- [Instructions for the task]: Every entry below is to be retyped exactly as it stands.

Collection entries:
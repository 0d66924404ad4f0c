use teller::account::AccountType;
use teller::request::{Action, Request};
use teller::stream_requests;
use teller::teller::Teller;

use std::fs;
use tempfile::NamedTempFile;

#[test]
fn test_stream_requests_valid_csv() {
    let temp_file = NamedTempFile::new().unwrap();
    let csv_content = r#"action,type,first,last,dob,amount,campus,loyal
open,checking,john,doe,1/1/1990,500,,
deposit,checking,john,doe,1/1/1990,100.25,,
withdraw,checking,john,doe,1/1/1990,50,,
list,,,,,,,"#;

    fs::write(&temp_file, csv_content).unwrap();

    let rows: Vec<_> = stream_requests(temp_file.path().to_str().unwrap())
        .unwrap()
        .collect();

    assert_eq!(rows.len(), 4);

    let first = rows[0].as_ref().unwrap();
    assert_eq!(first.action, Action::Open);
    assert_eq!(first.account_type, Some(AccountType::Checking));
    assert_eq!(first.amount, Some(500.0));

    let second = rows[1].as_ref().unwrap();
    assert_eq!(second.action, Action::Deposit);
    assert_eq!(second.amount, Some(100.25));

    let last = rows[3].as_ref().unwrap();
    assert_eq!(last.action, Action::List);
    assert_eq!(last.account_type, None);
    assert_eq!(last.amount, None);
}

#[test]
fn test_stream_requests_empty_csv() {
    let temp_file = NamedTempFile::new().unwrap();
    let csv_content = r#"action,type,first,last,dob,amount,campus,loyal"#; // Only header

    fs::write(&temp_file, csv_content).unwrap();

    let rows: Vec<_> = stream_requests(temp_file.path().to_str().unwrap())
        .unwrap()
        .collect();

    assert_eq!(rows.len(), 0);
}

#[test]
fn test_stream_requests_missing_amount() {
    let temp_file = NamedTempFile::new().unwrap();
    let csv_content = r#"action,type,first,last,dob,amount,campus,loyal
withdraw,savings,sue,lee,3/4/1985,,,
deposit,savings,sue,lee,3/4/1985,25.50,,"#;

    fs::write(&temp_file, csv_content).unwrap();

    let mut rows = stream_requests(temp_file.path().to_str().unwrap()).unwrap();

    let first = rows.next().unwrap().unwrap();
    assert_eq!(first.amount, None);
    // Presence is enforced by the Request conversion, not the CSV layer.
    assert!(Request::try_from(first).is_err());

    let second = rows.next().unwrap().unwrap();
    assert_eq!(second.amount, Some(25.50));
    assert!(rows.next().is_none());
}

#[test]
fn test_stream_requests_invalid_file() {
    let result = stream_requests("nonexistent_file.csv");
    assert!(result.is_err());
}

#[test]
fn test_stream_requests_large_file() {
    let temp_file = NamedTempFile::new().unwrap();
    let mut csv_content = String::from("action,type,first,last,dob,amount,campus,loyal\n");

    // One checking account per generated holder.
    for i in 1..=100 {
        csv_content.push_str(&format!("open,checking,holder{},doe,1/1/1990,{},,\n", i, i * 10));
    }

    fs::write(&temp_file, csv_content).unwrap();

    let rows: Vec<_> = stream_requests(temp_file.path().to_str().unwrap())
        .unwrap()
        .collect();

    assert_eq!(rows.len(), 100);

    let row_50 = rows[49].as_ref().unwrap();
    assert_eq!(row_50.first.as_deref(), Some("holder50"));
    assert_eq!(row_50.amount, Some(500.0));
}

#[test]
fn test_batch_drives_the_teller_end_to_end() {
    let temp_file = NamedTempFile::new().unwrap();
    let csv_content = r#"action,type,first,last,dob,amount,campus,loyal
open,checking,john,doe,1/1/1990,500,,
open,savings,sue,lee,3/4/1985,400,,1
open,money_market,amy,poe,6/7/1980,2500,,
open,college_checking,kim,ray,9/9/2001,300,1,
deposit,checking,john,doe,1/1/1990,600,,
withdraw,money_market,amy,poe,6/7/1980,1,,
close,savings,sue,lee,3/4/1985,,,"#;

    fs::write(&temp_file, csv_content).unwrap();

    let mut teller = Teller::new();
    for row in stream_requests(temp_file.path().to_str().unwrap()).unwrap() {
        let request = Request::try_from(row.unwrap()).unwrap();
        apply(&mut teller, request);
    }

    let lines = teller.list_accounts();
    assert_eq!(lines.len(), 4);
    assert_eq!(lines[0], "Checking::John Doe 1/1/1990::Balance $1,100.00");
    assert_eq!(lines[1], "Savings::Sue Lee 3/4/1985::Balance $0.00::CLOSED");
    assert_eq!(
        lines[2],
        "Money Market Savings::Amy Poe 6/7/1980::Balance $2,499.00::withdrawal: 1"
    );
    assert_eq!(
        lines[3],
        "College Checking::Kim Ray 9/9/2001::Balance $300.00::NEWARK"
    );
}

#[test]
fn test_batch_duplicate_and_insufficient_requests_leave_state_intact() {
    let temp_file = NamedTempFile::new().unwrap();
    let csv_content = r#"action,type,first,last,dob,amount,campus,loyal
open,checking,john,doe,1/1/1990,500,,
open,checking,john,doe,1/1/1990,900,,
withdraw,checking,john,doe,1/1/1990,500,,"#;

    fs::write(&temp_file, csv_content).unwrap();

    let mut teller = Teller::new();
    let mut failures = 0;
    for row in stream_requests(temp_file.path().to_str().unwrap()).unwrap() {
        let request = Request::try_from(row.unwrap()).unwrap();
        if !apply(&mut teller, request) {
            failures += 1;
        }
    }

    // The duplicate open and the full-balance withdrawal both fail.
    assert_eq!(failures, 2);
    let lines = teller.list_accounts();
    assert_eq!(lines, vec!["Checking::John Doe 1/1/1990::Balance $500.00"]);
}

/// Feeds one request to the teller, reporting success as a bool.
fn apply(teller: &mut Teller, request: Request) -> bool {
    match request {
        Request::Open {
            holder,
            spec,
            deposit,
        } => teller.open_account(holder, spec, deposit).is_ok(),
        Request::Close {
            holder,
            account_type,
        } => teller.close_account(holder, account_type).is_ok(),
        Request::Deposit {
            holder,
            account_type,
            amount,
        } => teller.deposit_to(holder, account_type, amount).is_ok(),
        Request::Withdraw {
            holder,
            account_type,
            amount,
        } => teller.withdraw_from(holder, account_type, amount).is_ok(),
        Request::ListAll => !teller.list_accounts().is_empty(),
        Request::ListByType => !teller.list_by_type().is_empty(),
        Request::ListFeesAndInterest => !teller.list_fee_and_interest().is_empty(),
        Request::UpdateBalances => {
            teller.apply_monthly_updates();
            true
        }
    }
}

- [Result of this task]:
repository 0d66924404ad4f0c
use teller::account::AccountType;
use teller::request::{Action, Request};
use teller::stream_requests;
use teller::teller::Teller;

use std::fs;
use tempfile::NamedTempFile;

#[test]
fn test_stream_requests_valid_csv() {
    let temp_file = NamedTempFile::new().unwrap();
    let csv_content = r#"action,type,first,last,dob,amount,campus,loyal
open,checking,john,doe,1/1/1990,500,,
deposit,checking,john,doe,1/1/1990,100.25,,
withdraw,checking,john,doe,1/1/1990,50,,
list,,,,,,,"#;

    fs::write(&temp_file, csv_content).unwrap();

    let rows: Vec<_> = stream_requests(temp_file.path().to_str().unwrap())
        .unwrap()
        .collect();

    assert_eq!(rows.len(), 4);

    let first = rows[0].as_ref().unwrap();
    assert_eq!(first.action, Action::Open);
    assert_eq!(first.account_type, Some(AccountType::Checking));
    assert_eq!(first.amount, Some(500.0));

    let second = rows[1].as_ref().unwrap();
    assert_eq!(second.action, Action::Deposit);
    assert_eq!(second.amount, Some(100.25));

    let last = rows[3].as_ref().unwrap();
    assert_eq!(last.action, Action::List);
    assert_eq!(last.account_type, None);
    assert_eq!(last.amount, None);
}

#[test]
fn test_stream_requests_empty_csv() {
    let temp_file = NamedTempFile::new().unwrap();
    let csv_content = r#"action,type,first,last,dob,amount,campus,loyal"#; // Only header

    fs::write(&temp_file, csv_content).unwrap();

    let rows: Vec<_> = stream_requests(temp_file.path().to_str().unwrap())
        .unwrap()
        .collect();

    assert_eq!(rows.len(), 0);
}

#[test]
fn test_stream_requests_missing_amount() {
    let temp_file = NamedTempFile::new().unwrap();
    let csv_content = r#"action,type,first,last,dob,amount,campus,loyal
withdraw,savings,sue,lee,3/4/1985,,,
deposit,savings,sue,lee,3/4/1985,25.50,,"#;

    fs::write(&temp_file, csv_content).unwrap();

    let mut rows = stream_requests(temp_file.path().to_str().unwrap()).unwrap();

    let first = rows.next().unwrap().unwrap();
    assert_eq!(first.amount, None);
    // Presence is enforced by the Request conversion, not the CSV layer.
    assert!(Request::try_from(first).is_err());

    let second = rows.next().unwrap().unwrap();
    assert_eq!(second.amount, Some(25.50));
    assert!(rows.next().is_none());
}

#[test]
fn test_stream_requests_invalid_file() {
    let result = stream_requests("nonexistent_file.csv");
    assert!(result.is_err());
}

#[test]
fn test_stream_requests_large_file() {
    let temp_file = NamedTempFile::new().unwrap();
    let mut csv_content = String::from("action,type,first,last,dob,amount,campus,loyal\n");

    // One checking account per generated holder.
    for i in 1..=100 {
        csv_content.push_str(&format!("open,checking,holder{},doe,1/1/1990,{},,\n", i, i * 10));
    }

    fs::write(&temp_file, csv_content).unwrap();

    let rows: Vec<_> = stream_requests(temp_file.path().to_str().unwrap())
        .unwrap()
        .collect();

    assert_eq!(rows.len(), 100);

    let row_50 = rows[49].as_ref().unwrap();
    assert_eq!(row_50.first.as_deref(), Some("holder50"));
    assert_eq!(row_50.amount, Some(500.0));
}

#[test]
fn test_batch_drives_the_teller_end_to_end() {
    let temp_file = NamedTempFile::new().unwrap();
    let csv_content = r#"action,type,first,last,dob,amount,campus,loyal
open,checking,john,doe,1/1/1990,500,,
open,savings,sue,lee,3/4/1985,400,,1
open,money_market,amy,poe,6/7/1980,2500,,
open,college_checking,kim,ray,9/9/2001,300,1,
deposit,checking,john,doe,1/1/1990,600,,
withdraw,money_market,amy,poe,6/7/1980,1,,
close,savings,sue,lee,3/4/1985,,,"#;

    fs::write(&temp_file, csv_content).unwrap();

    let mut teller = Teller::new();
    for row in stream_requests(temp_file.path().to_str().unwrap()).unwrap() {
        let request = Request::try_from(row.unwrap()).unwrap();
        apply(&mut teller, request);
    }

    let lines = teller.list_accounts();
    assert_eq!(lines.len(), 4);
    assert_eq!(lines[0], "Checking::John Doe 1/1/1990::Balance $1,100.00");
    assert_eq!(lines[1], "Savings::Sue Lee 3/4/1985::Balance $0.00::CLOSED");
    assert_eq!(
        lines[2],
        "Money Market Savings::Amy Poe 6/7/1980::Balance $2,499.00::withdrawal: 1"
    );
    assert_eq!(
        lines[3],
        "College Checking::Kim Ray 9/9/2001::Balance $300.00::NEWARK"
    );
}

#[test]
fn test_batch_duplicate_and_insufficient_requests_leave_state_intact() {
    let temp_file = NamedTempFile::new().unwrap();
    let csv_content = r#"action,type,first,last,dob,amount,campus,loyal
open,checking,john,doe,1/1/1990,500,,
open,checking,john,doe,1/1/1990,900,,
withdraw,checking,john,doe,1/1/1990,500,,"#;

    fs::write(&temp_file, csv_content).unwrap();

    let mut teller = Teller::new();
    let mut failures = 0;
    for row in stream_requests(temp_file.path().to_str().unwrap()).unwrap() {
        let request = Request::try_from(row.unwrap()).unwrap();
        if !apply(&mut teller, request) {
            failures += 1;
        }
    }

    // The duplicate open and the full-balance withdrawal both fail.
    assert_eq!(failures, 2);
    let lines = teller.list_accounts();
    assert_eq!(lines, vec!["Checking::John Doe 1/1/1990::Balance $500.00"]);
}

/// Feeds one request to the teller, reporting success as a bool.
fn apply(teller: &mut Teller, request: Request) -> bool {
    match request {
        Request::Open {
            holder,
            spec,
            deposit,
        } => teller.open_account(holder, spec, deposit).is_ok(),
        Request::Close {
            holder,
            account_type,
        } => teller.close_account(holder, account_type).is_ok(),
        Request::Deposit {
            holder,
            account_type,
            amount,
        } => teller.deposit_to(holder, account_type, amount).is_ok(),
        Request::Withdraw {
            holder,
            account_type,
            amount,
        } => teller.withdraw_from(holder, account_type, amount).is_ok(),
        Request::ListAll => !teller.list_accounts().is_empty(),
        Request::ListByType => !teller.list_by_type().is_empty(),
        Request::ListFeesAndInterest => !teller.list_fee_and_interest().is_empty(),
        Request::UpdateBalances => {
            teller.apply_monthly_updates();
            true
        }
    }
}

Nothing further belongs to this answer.